Games will go on as scheduled. Bring an umbrella and enough water. Towels on ice works great for kids when it gets hot, and stay in the shade between games. Good luck.


----------



## Sheriff Joe (Aug 25, 2017)

charlie murphy said:


> I was not sure how to ask the question without making it a thread. So I guess it's going to be a new thread. What are the regulations with regards to temperature. We are in Norco this weekend and it looks like 99 degree Saturday and 104 Sunday.  do games get cancelled with this type of heat. I know there are regs. for water breaks. I DO NOT want to drive to Norco to find out the games are called because of heat / health concerns!  You know what I mean. thanks in advance for the info.

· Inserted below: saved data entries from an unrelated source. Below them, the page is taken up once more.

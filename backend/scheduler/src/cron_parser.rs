/// Cron expression validation and normalization.
///
/// Accepts 5-field (min hour dom mon dow), 6-field (sec …) and 7-field
/// (sec … year) syntax and turns it into what the `cron` crate expects:
/// a leading seconds field, and day-of-week names instead of numbers, since
/// the crate counts weekdays from 1 = Sunday while classic cron uses 0/7.
use std::str::FromStr;

use chrono::{DateTime, Duration, SubsecRound, Utc};
use cron::Schedule;

use pacer_core::SchedulerError;

const WEEKDAYS: [&str; 7] = ["Sun", "Mon", "Tue", "Wed", "Thu", "Fri", "Sat"];

const DOM: usize = 3;
const DOW: usize = 5;

/// A parsed cron expression.
///
/// With both day-of-month and day-of-week restricted, classic cron fires when
/// either matches, while the `cron` crate requires both. Such expressions are
/// held as two schedules, one per day field, and their fire times merged.
#[derive(Debug, Clone)]
pub struct CronSchedule {
    schedules: Vec<Schedule>,
}

impl CronSchedule {
    /// Latest fire time at or before `now`.
    pub fn previous(&self, now: DateTime<Utc>) -> Option<DateTime<Utc>> {
        // start one second past `now` so a fire time landing exactly on it is found
        let start = now.trunc_subsecs(0) + Duration::seconds(1);
        self.schedules
            .iter()
            .filter_map(|s| s.after(&start).rev().find(|fire| *fire <= now))
            .max()
    }

    /// First fire time strictly after `after`.
    pub fn next_after(&self, after: DateTime<Utc>) -> Option<DateTime<Utc>> {
        self.schedules
            .iter()
            .filter_map(|s| s.after(&after).next())
            .min()
    }

    /// The next `count` fire times strictly after `after`, in order.
    pub fn upcoming(&self, after: DateTime<Utc>, count: usize) -> Vec<DateTime<Utc>> {
        let mut times: Vec<DateTime<Utc>> = self
            .schedules
            .iter()
            .flat_map(|s| s.after(&after).take(count))
            .collect();
        times.sort();
        times.dedup();
        times.truncate(count);
        times
    }
}

/// Normalize and parse an expression.
pub fn parse_cron(expr: &str) -> Result<CronSchedule, SchedulerError> {
    let fields = normalize(expr)?;
    let variants = if is_restricted(&fields[DOM]) && is_restricted(&fields[DOW]) {
        let mut by_dom = fields.clone();
        by_dom[DOW] = "*".to_string();
        let mut by_dow = fields;
        by_dow[DOM] = "*".to_string();
        vec![by_dom, by_dow]
    } else {
        vec![fields]
    };

    let schedules = variants
        .iter()
        .map(|f| Schedule::from_str(&f.join(" ")).map_err(|e| invalid(expr, e.to_string())))
        .collect::<Result<Vec<_>, _>>()?;
    Ok(CronSchedule { schedules })
}

/// Validate an expression, returning its normalized form.
pub fn validate_cron(expr: &str) -> Result<String, SchedulerError> {
    parse_cron(expr)?;
    Ok(normalize(expr)?.join(" "))
}

/// The next `count` fire times strictly after `after`.
pub fn upcoming(
    expr: &str,
    after: DateTime<Utc>,
    count: usize,
) -> Result<Vec<DateTime<Utc>>, SchedulerError> {
    Ok(parse_cron(expr)?.upcoming(after, count))
}

fn is_restricted(field: &str) -> bool {
    !matches!(field, "*" | "?")
}

fn normalize(expr: &str) -> Result<Vec<String>, SchedulerError> {
    let mut fields: Vec<String> = expr.split_whitespace().map(str::to_string).collect();
    match fields.len() {
        5 => fields.insert(0, "0".to_string()),
        6 | 7 => {}
        n => {
            return Err(invalid(
                expr,
                format!("expected 5, 6 or 7 fields, got {n}"),
            ))
        }
    }
    fields[DOW] = weekday_field(&fields[DOW]).map_err(|reason| invalid(expr, reason))?;
    Ok(fields)
}

/// Rewrite numeric weekday tokens (0–7, Sunday = 0 or 7) as names.
fn weekday_field(field: &str) -> Result<String, String> {
    let parts: Result<Vec<String>, String> = field.split(',').map(weekday_part).collect();
    Ok(parts?.join(","))
}

fn weekday_part(part: &str) -> Result<String, String> {
    let (range, step) = match part.split_once('/') {
        Some((r, s)) => (r, Some(s)),
        None => (part, None),
    };

    let translated = match range.split_once('-') {
        Some((lo, hi)) => match (weekday_number(lo)?, weekday_number(hi)?) {
            (Some(lo), Some(hi)) if lo > hi => {
                return Err(format!("weekday range {lo}-{hi} is reversed"));
            }
            // "1-7" means Monday through Sunday; the cron crate cannot wrap past Saturday.
            (Some(lo), Some(7)) if lo > 0 && step.is_none() => {
                if lo == 7 {
                    WEEKDAYS[0].to_string()
                } else {
                    format!("{}-Sat,Sun", WEEKDAYS[lo as usize])
                }
            }
            (Some(0), Some(7)) => "*".to_string(),
            (lo_num, hi_num) => format!(
                "{}-{}",
                lo_num.map_or(lo.to_string(), |n| WEEKDAYS[(n % 7) as usize].to_string()),
                hi_num.map_or(hi.to_string(), |n| WEEKDAYS[(n % 7) as usize].to_string()),
            ),
        },
        None => match weekday_number(range)? {
            Some(n) => WEEKDAYS[(n % 7) as usize].to_string(),
            None => range.to_string(),
        },
    };

    Ok(match step {
        Some(step) => format!("{translated}/{step}"),
        None => translated,
    })
}

/// `Ok(None)` for non-numeric tokens (`*`, `?`, names) which pass through.
fn weekday_number(token: &str) -> Result<Option<u32>, String> {
    if token.is_empty() || !token.bytes().all(|b| b.is_ascii_digit()) {
        return Ok(None);
    }
    let n: u32 = token
        .parse()
        .map_err(|_| format!("'{token}' not numeric"))?;
    if n > 7 {
        return Err(format!("weekday {n} out of [0, 7]"));
    }
    Ok(Some(n))
}

fn invalid(expr: &str, reason: impl Into<String>) -> SchedulerError {
    SchedulerError::InvalidCron {
        expression: expr.to_string(),
        reason: reason.into(),
    }
}

#[cfg(test)]
mod tests {
    use super::*;
    use chrono::{Datelike, TimeZone, Timelike, Weekday};

    #[test]
    fn five_field_gets_seconds_prefix() {
        assert_eq!(validate_cron("*/30 * * * *").unwrap(), "0 */30 * * * *");
    }

    #[test]
    fn six_field_passes_through() {
        assert_eq!(validate_cron("0 0 6 * * *").unwrap(), "0 0 6 * * *");
    }

    #[test]
    fn numeric_weekdays_become_names() {
        assert_eq!(validate_cron("0 0 * * 0").unwrap(), "0 0 0 * * Sun");
        assert_eq!(validate_cron("0 9 * * 1-5").unwrap(), "0 0 9 * * Mon-Fri");
        assert_eq!(validate_cron("0 9 * * 1-7").unwrap(), "0 0 9 * * Mon-Sat,Sun");
        assert_eq!(validate_cron("0 9 * * 1,3,5").unwrap(), "0 0 9 * * Mon,Wed,Fri");
    }

    #[test]
    fn sunday_zero_fires_on_sunday() {
        // 2026-10-17 is a Saturday
        let after = Utc.with_ymd_and_hms(2026, 10, 17, 12, 0, 0).unwrap();
        let next = upcoming("0 0 * * 0", after, 1).unwrap();
        assert_eq!(next[0].weekday(), Weekday::Sun);
        assert_eq!(next[0].hour(), 0);
    }

    #[test]
    fn rejects_wrong_field_count() {
        let err = validate_cron("* * *").unwrap_err();
        assert!(matches!(err, SchedulerError::InvalidCron { .. }));
    }

    #[test]
    fn rejects_out_of_range_values() {
        assert!(validate_cron("61 * * * *").is_err());
        assert!(validate_cron("0 0 * * 9").is_err());
        assert!(validate_cron("not a cron at all").is_err());
    }

    #[test]
    fn upcoming_returns_requested_count() {
        let after = Utc.with_ymd_and_hms(2026, 10, 17, 0, 0, 0).unwrap();
        let times = upcoming("0 */6 * * *", after, 3).unwrap();
        let hours: Vec<u32> = times.iter().map(|t| t.hour()).collect();
        assert_eq!(hours, vec![6, 12, 18]);
    }

    #[test]
    fn day_of_month_or_day_of_week() {
        let after = Utc.with_ymd_and_hms(2026, 10, 17, 0, 0, 0).unwrap();
        let times = upcoming("0 0 1 * 1", after, 4).unwrap();
        let expected: Vec<DateTime<Utc>> = [(10, 19), (10, 26), (11, 1), (11, 2)]
            .into_iter()
            .map(|(m, d)| Utc.with_ymd_and_hms(2026, m, d, 0, 0, 0).unwrap())
            .collect();
        assert_eq!(times, expected);

        let schedule = parse_cron("0 0 1 * 1").unwrap();
        assert_eq!(schedule.next_after(after), Some(expected[0]));
        let sunday_first = Utc.with_ymd_and_hms(2026, 11, 1, 12, 0, 0).unwrap();
        assert_eq!(schedule.previous(sunday_first), Some(expected[2]));
    }

    #[test]
    fn single_day_restriction_keeps_one_schedule() {
        let after = Utc.with_ymd_and_hms(2026, 10, 17, 0, 0, 0).unwrap();
        let times = upcoming("0 0 * * 1", after, 2).unwrap();
        assert!(times.iter().all(|t| t.weekday() == Weekday::Mon));
        assert_eq!(parse_cron("0 0 1 * *").unwrap().schedules.len(), 1);
    }
}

I know what you mean, drove to Temecula in the pouring rain only to have it cancelled when we got there.
I believe it is the heat index, not the temperature. It is supposed to be low humidity so the games could still be played. Have not heard of any games cancelled yet.


----------



## sdb (Aug 25, 2017)

I contacted CalSouth about this last time we played in Temecula for the 1st weekend of CRL, and they replied that games would go on as planned despite the heat. With humidity also forecast between 40 and 50 percent and the temps, it's going to feel like 110-120 at the hottest part of the day in Norco. Reviewing vs. the heat index chart, it's doing to be dangerous, with likely sunstroke and heat exhaustion. I'm surprised that CalSouth doesn't have a policy about extreme heat. Someone always brings up how they play in Texas and other parts of the SouthEast in worse conditions than these, but I would prefer to error on the side of player safety. We can always reschedule games after leagues end in November and December.


----------



## ajaxahi (Aug 25, 2017)

sdb said:


> I contacted CalSouth about this last time we played in Temecula for the 1st weekend of CRL, and they replied that games would go on as planned despite the heat. With humidity also forecast between 40 and 50 percent and the temps, it's going to feel like 110-120 at the hottest part of the day in Norco. Reviewing vs. the heat index chart, it's doing to be dangerous, with likely sunstroke and heat exhaustion. I'm surprised that CalSouth doesn't have a policy about extreme heat. Someone always brings up how they play in Texas and other parts of the SouthEast in worse conditions than these, but I would prefer to error on the side of player safety. We can always reschedule games after leagues end in November and December.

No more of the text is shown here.